- WHAT IS NEEDED -
Of all the entries below, retype only the lines from the one with "after.x = -before.x;" through the one with "impl Behavior for Shot", exactly as they appear.

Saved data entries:
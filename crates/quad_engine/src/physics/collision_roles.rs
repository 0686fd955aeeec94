//! Collision roles for filtering collision dispatch
//!
//! An entity's role set decides whether it takes part in collision testing
//! at all, whether it can be the active side of a query, and whether hits
//! against it are notifications instead of blocking contacts.

use bitflags::bitflags;

bitflags! {
    /// Collision role flags of an entity
    #[derive(Debug, Clone, Copy, PartialEq, Eq, Hash)]
    pub struct CollisionRole: u8 {
        /// Takes part in collision testing
        const COLLIDABLE = 1 << 0;
        /// Never the active side of a collision query (can still be hit)
        const STATIC = 1 << 1;
        /// Hits fire trigger callbacks on both sides instead of collisions
        const TRIGGER = 1 << 2;
    }
}

impl Default for CollisionRole {
    fn default() -> Self {
        Self::COLLIDABLE
    }
}

impl CollisionRole {
    /// Check if this entity is tested for collisions at all
    pub fn is_collidable(self) -> bool {
        self.contains(Self::COLLIDABLE)
    }

    /// Check if this entity only ever gets hit
    pub fn is_static(self) -> bool {
        self.contains(Self::STATIC)
    }

    /// Check if hits against this entity are notifications
    pub fn is_trigger(self) -> bool {
        self.contains(Self::TRIGGER)
    }

    /// Check if this entity drives its own collision queries
    pub fn is_active(self) -> bool {
        self.is_collidable() && !self.is_static()
    }
}

/// Callback produced by a hit between an active entity and a candidate
#[derive(Debug, Clone, Copy, PartialEq, Eq)]
pub enum Dispatch {
    /// Trigger callbacks on both owners
    Trigger,
    /// Collision callback on the active owner only
    Collision,
    /// Nothing fires
    None,
}

/// Decide which callbacks a hit fires
///
/// A trigger candidate always notifies both sides. Otherwise only a
/// non-trigger active entity gets a collision callback; a trigger hitting a
/// plain entity fires nothing from its own query.
pub fn dispatch_for(active: CollisionRole, candidate: CollisionRole) -> Dispatch {
    if candidate.is_trigger() {
        Dispatch::Trigger
    } else if !active.is_trigger() {
        Dispatch::Collision
    } else {
        Dispatch::None
    }
}

#[cfg(test)]
mod tests {
    use super::*;

    #[test]
    fn test_default_role_is_collidable_only() {
        let role = CollisionRole::default();
        assert!(role.is_collidable());
        assert!(role.is_active());
        assert!(!role.is_static());
        assert!(!role.is_trigger());
    }

    #[test]
    fn test_static_is_not_active() {
        let role = CollisionRole::COLLIDABLE | CollisionRole::STATIC;
        assert!(role.is_collidable());
        assert!(!role.is_active());
    }

    #[test]
    fn test_dispatch_table() {
        let plain = CollisionRole::COLLIDABLE;
        let trigger = CollisionRole::COLLIDABLE | CollisionRole::TRIGGER;

        assert_eq!(dispatch_for(plain, plain), Dispatch::Collision);
        assert_eq!(dispatch_for(plain, trigger), Dispatch::Trigger);
        assert_eq!(dispatch_for(trigger, trigger), Dispatch::Trigger);
        assert_eq!(dispatch_for(trigger, plain), Dispatch::None);
    }
}
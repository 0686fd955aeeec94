//! Behaviours and layout of the sandbox scene

use std::cell::Cell;
use std::rc::Rc;

use quad_engine::foundation::math::utils;
use quad_engine::physics::response;
use quad_engine::prelude::*;
use rand::Rng;

// Scene configuration
const WALL_THICKNESS: f32 = 20.0;
const BALL_COUNT: usize = 24;
const BALL_RADIUS: (f32, f32) = (6.0, 12.0);
const BALL_SPEED: f32 = 3.0;
const TURRET_TURN_RATE: f32 = 3.0; // Degrees per tick
const FIRE_INTERVAL: u64 = 20; // Ticks between shots
const SHOT_SPEED: f32 = 8.0;
const SHOT_RADIUS: f32 = 2.0;

/// Counters shared between behaviours and the app
#[derive(Debug, Default)]
pub struct SceneCounters {
    pub zone_entries: Cell<u64>,
    pub shots_fired: Cell<u64>,
    pub shots_hit: Cell<u64>,
}

impl SceneCounters {
    fn bump(counter: &Cell<u64>) {
        counter.set(counter.get() + 1);
    }
}

/// Ball that bounces instead of stopping
struct Bouncer;

impl Behavior for Bouncer {
    fn on_collision(&mut self, entity: &mut Entity, contact: &Contact, other: &Entity, _commands: &mut Commands<'_>) {
        let before = entity.velocity();
        response::resolve_penetration(entity, &contact.overlap, other);

        let mut after = entity.velocity();
        if after.x == 0.0 && before.x != 0.0 {
            after.x = -before.x;
        }
        if after.y == 0.0 && before.y != 0.0 {
            after.y = -before.y;
        }
        entity.set_velocity(after);
    }
}

/// Trigger area that counts balls passing through it
struct Zone {
    counters: Rc<SceneCounters>,
}

impl Behavior for Zone {
    fn on_trigger(&mut self, entity: &mut Entity, _contact: &Contact, other: &Entity, commands: &mut Commands<'_>) {
        SceneCounters::bump(&self.counters.zone_entries);
        log::trace!("{} touched {} on tick {}", other.name(), entity.name(), commands.frame());
    }
}

/// Rotating turret firing short-lived shots
struct Turret {
    cooldown: Cooldown,
    shot_bounds: Rect,
    counters: Rc<SceneCounters>,
}

impl Behavior for Turret {
    fn fixed_update(&mut self, entity: &mut Entity, commands: &mut Commands<'_>) {
        entity.rotate(TURRET_TURN_RATE);

        if self.cooldown.try_fire(commands.frame()) {
            let muzzle = entity.position() + entity.forward() * (WALL_THICKNESS + SHOT_RADIUS);
            let mut shot = Entity::new("shot")
                .with_position(muzzle)
                .with_angle(entity.angle())
                .with_existence_bounds(self.shot_bounds)
                .with_collider(ColliderShape::circle(SHOT_RADIUS), Vec2::zeros());
            shot.set_velocity_forward(SHOT_SPEED);

            commands.spawn(shot, Shot { counters: Rc::clone(&self.counters) });
            SceneCounters::bump(&self.counters.shots_fired);
        }
    }
}

/// Projectile removed on its first hit
struct Shot {
    counters: Rc<SceneCounters>,
}

impl Behavior for Shot {
    fn on_collision(&mut self, entity: &mut Entity, _contact: &Contact, other: &Entity, commands: &mut Commands<'_>) {
        if commands.despawn(entity.id()) {
            SceneCounters::bump(&self.counters.shots_hit);
            log::debug!("Shot hit {} on tick {}", other.name(), commands.frame());
        }
    }
}

/// Region where a ball fits between the walls, if any
fn ball_area(bounds: Rect) -> Option<Rect> {
    let margin = Vec2::repeat(WALL_THICKNESS + BALL_RADIUS.1);
    let area = Rect::new(bounds.min + margin, bounds.max - margin);
    (!area.is_degenerate()).then_some(area)
}

fn spawn_balls(registry: &mut Registry, area: Rect, rng: &mut impl Rng) {
    for i in 0..BALL_COUNT {
        let radius = rng.gen_range(BALL_RADIUS.0..BALL_RADIUS.1);
        let position = Vec2::new(
            rng.gen_range(area.min.x..area.max.x),
            rng.gen_range(area.min.y..area.max.y),
        );
        let heading = utils::deg_to_rad(rng.gen_range(0.0..360.0));
        let velocity = Vec2::new(heading.cos(), heading.sin()) * BALL_SPEED;

        registry.spawn(
            Entity::new(format!("ball-{i}"))
                .with_position(position)
                .with_velocity(velocity)
                .with_collider(ColliderShape::circle(radius), Vec2::zeros()),
            Bouncer,
        );
    }
}

/// Populate the registry with walls, balls, a trigger zone and a turret
pub fn populate(registry: &mut Registry, bounds: Rect, counters: &Rc<SceneCounters>) {
    let mut rng = rand::thread_rng();
    let center = bounds.center();
    let size = Vec2::new(bounds.width(), bounds.height());

    // Walls
    let walls = [
        (Vec2::new(center.x, bounds.min.y), ColliderShape::rectangle(size.x, WALL_THICKNESS)),
        (Vec2::new(center.x, bounds.max.y), ColliderShape::rectangle(size.x, WALL_THICKNESS)),
        (Vec2::new(bounds.min.x, center.y), ColliderShape::rectangle(WALL_THICKNESS, size.y)),
        (Vec2::new(bounds.max.x, center.y), ColliderShape::rectangle(WALL_THICKNESS, size.y)),
    ];
    for (position, shape) in walls {
        registry.spawn(
            Entity::new("wall").as_static().with_position(position).with_collider(shape, Vec2::zeros()),
            Inert,
        );
    }

    // Balls
    match ball_area(bounds) {
        Some(area) => spawn_balls(registry, area, &mut rng),
        None => log::warn!("World {:?} is too small for balls, skipping them", bounds),
    }

    // Trigger zone in the upper left part of the arena
    registry.spawn(
        Entity::new("zone")
            .as_static()
            .as_trigger()
            .with_position(bounds.min + size * 0.25)
            .with_collider(ColliderShape::rectangle(size.x * 0.2, size.y * 0.2), Vec2::zeros()),
        Zone { counters: Rc::clone(counters) },
    );

    // Turret in the lower right part, not collidable itself
    registry.spawn(
        Entity::new("turret")
            .with_role(CollisionRole::empty())
            .with_position(bounds.min + size * 0.75),
        Turret {
            cooldown: Cooldown::new(FIRE_INTERVAL),
            shot_bounds: bounds,
            counters: Rc::clone(counters),
        },
    );
}

#[cfg(test)]
mod tests {
    use super::*;

    #[test]
    fn test_narrow_world_skips_balls() {
        let bounds = Rect::from_origin_size(0.0, 0.0, 50.0, 400.0);
        let mut registry = Registry::new(bounds, Default::default());

        populate(&mut registry, bounds, &Rc::new(SceneCounters::default()));

        // Four walls, the zone and the turret
        assert!(ball_area(bounds).is_none());
        assert_eq!(registry.pending_entity_count(), 6);
    }

    #[test]
    fn test_default_world_gets_every_ball() {
        let bounds = Rect::from_origin_size(0.0, 0.0, 800.0, 600.0);
        let mut registry = Registry::new(bounds, Default::default());

        populate(&mut registry, bounds, &Rc::new(SceneCounters::default()));

        assert_eq!(registry.pending_entity_count(), 6 + BALL_COUNT);
    }
}
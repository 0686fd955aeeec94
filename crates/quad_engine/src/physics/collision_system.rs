//! Core collision detection system
//!
//! Collision detection is split into two phases:
//!
//! - **Broad phase**: the quad-tree narrows each active collider down to the
//!   colliders sharing its quadrant lineage. A collider that straddles a
//!   split boundary (or leaves the world bounds) makes the quad-tree answer
//!   ambiguous, and the broad phase falls back to every live collider. That
//!   full scan is a known O(n) degradation path and is counted in
//!   [`CollisionStats::full_scans`].
//! - **Narrow phase**: exact shape intersection of one collider pair.
//!
//! The system knows nothing about entities or behaviours. The registry walks
//! the live colliders, asks this system for candidates and overlaps, and
//! dispatches callbacks itself so that positions corrected by one callback
//! are seen by the next test.

use crate::foundation::math::Rect;
use crate::physics::collision::Collider;
use crate::physics::collision_roles::Dispatch;
use crate::spatial::{QuadTree, QuadTreeConfig};
use crate::world::ColliderId;

/// A detected overlap, as seen from one collider
#[derive(Debug, Clone, Copy, PartialEq)]
pub struct Contact {
    /// Overlapping region in world space
    pub overlap: Rect,
    /// Collider of the entity receiving the callback
    pub collider: ColliderId,
    /// Collider of the other entity
    pub other_collider: ColliderId,
}

impl Contact {
    /// Same contact seen from the other collider
    pub fn mirrored(&self) -> Self {
        Self {
            overlap: self.overlap,
            collider: self.other_collider,
            other_collider: self.collider,
        }
    }
}

/// Per-tick collision pass counters
#[derive(Debug, Clone, Copy, Default, PartialEq, Eq)]
pub struct CollisionStats {
    /// Colliders that ran a query as the active side
    pub primaries: usize,
    /// Narrow-phase pair tests
    pub candidate_tests: usize,
    /// Queries that fell back to every live collider
    pub full_scans: usize,
    /// Pairs skipped because a shape has a zero or negative dimension
    pub degenerate_pairs: usize,
    /// Collision callbacks dispatched
    pub collisions: usize,
    /// Trigger hits dispatched (each notifies both owners)
    pub triggers: usize,
}

/// Broad-phase index and narrow-phase tests for one world
#[derive(Debug, Clone)]
pub struct CollisionSystem {
    /// Spatial partitioning structure for broad-phase
    quadtree: QuadTree,

    /// Reusable candidate buffer
    scratch: Vec<ColliderId>,

    /// Counters for the current pass
    stats: CollisionStats,
}

impl CollisionSystem {
    /// Create a collision system covering `world_bounds`
    pub fn new(world_bounds: Rect, config: QuadTreeConfig) -> Self {
        Self {
            quadtree: QuadTree::new(world_bounds, config),
            scratch: Vec::new(),
            stats: CollisionStats::default(),
        }
    }

    /// Clear the index and insert every given collider
    ///
    /// Also starts a fresh set of counters.
    pub fn rebuild<'a>(&mut self, colliders: impl IntoIterator<Item = (ColliderId, &'a Collider)>) {
        self.quadtree.clear();
        self.stats = CollisionStats::default();

        for (id, collider) in colliders {
            self.quadtree.insert(id, collider.bounds());
        }
    }

    /// Broad-phase: colliders that may overlap `collider`
    ///
    /// The returned buffer should be handed back through
    /// [`CollisionSystem::recycle`] once the caller is done with it.
    pub fn broad_phase(&mut self, id: ColliderId, collider: &Collider, live: &[ColliderId]) -> Vec<ColliderId> {
        let mut candidates = std::mem::take(&mut self.scratch);
        candidates.clear();
        self.stats.primaries += 1;

        if self.quadtree.retrieve(&mut candidates, &collider.bounds()).is_none() {
            self.stats.full_scans += 1;
            log::trace!("Collider {:?} straddles the quad-tree, scanning all {} colliders", id, live.len());

            candidates.clear();
            candidates.extend_from_slice(live);
        }

        candidates
    }

    /// Return a candidate buffer for reuse
    pub fn recycle(&mut self, buffer: Vec<ColliderId>) {
        self.scratch = buffer;
    }

    /// Narrow-phase: overlap of one pair, `None` when disjoint
    pub fn narrow_phase(&mut self, a: &Collider, b: &Collider) -> Option<Rect> {
        self.stats.candidate_tests += 1;

        if a.is_degenerate_pair(b) {
            self.stats.degenerate_pairs += 1;
            return None;
        }

        a.intersect(b)
    }

    /// Count a dispatched hit
    pub fn record(&mut self, dispatch: Dispatch) {
        match dispatch {
            Dispatch::Collision => self.stats.collisions += 1,
            Dispatch::Trigger => self.stats.triggers += 1,
            Dispatch::None => {}
        }
    }

    /// Counters of the current (or last) pass
    pub fn stats(&self) -> CollisionStats {
        self.stats
    }

    /// The broad-phase index
    pub fn quadtree(&self) -> &QuadTree {
        &self.quadtree
    }
}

- WORKED SOLUTION -
            after.x = -before.x;
        }
        if after.y == 0.0 && before.y != 0.0 {
            after.y = -before.y;
        }
        entity.set_velocity(after);
    }
}

/// Trigger area that counts balls passing through it
struct Zone {
    counters: Rc<SceneCounters>,
}

impl Behavior for Zone {
    fn on_trigger(&mut self, entity: &mut Entity, _contact: &Contact, other: &Entity, commands: &mut Commands<'_>) {
        SceneCounters::bump(&self.counters.zone_entries);
        log::trace!("{} touched {} on tick {}", other.name(), entity.name(), commands.frame());
    }
}

/// Rotating turret firing short-lived shots
struct Turret {
    cooldown: Cooldown,
    shot_bounds: Rect,
    counters: Rc<SceneCounters>,
}

impl Behavior for Turret {
    fn fixed_update(&mut self, entity: &mut Entity, commands: &mut Commands<'_>) {
        entity.rotate(TURRET_TURN_RATE);

        if self.cooldown.try_fire(commands.frame()) {
            let muzzle = entity.position() + entity.forward() * (WALL_THICKNESS + SHOT_RADIUS);
            let mut shot = Entity::new("shot")
                .with_position(muzzle)
                .with_angle(entity.angle())
                .with_existence_bounds(self.shot_bounds)
                .with_collider(ColliderShape::circle(SHOT_RADIUS), Vec2::zeros());
            shot.set_velocity_forward(SHOT_SPEED);

            commands.spawn(shot, Shot { counters: Rc::clone(&self.counters) });
            SceneCounters::bump(&self.counters.shots_fired);
        }
    }
}

/// Projectile removed on its first hit
struct Shot {
    counters: Rc<SceneCounters>,
}

impl Behavior for Shot {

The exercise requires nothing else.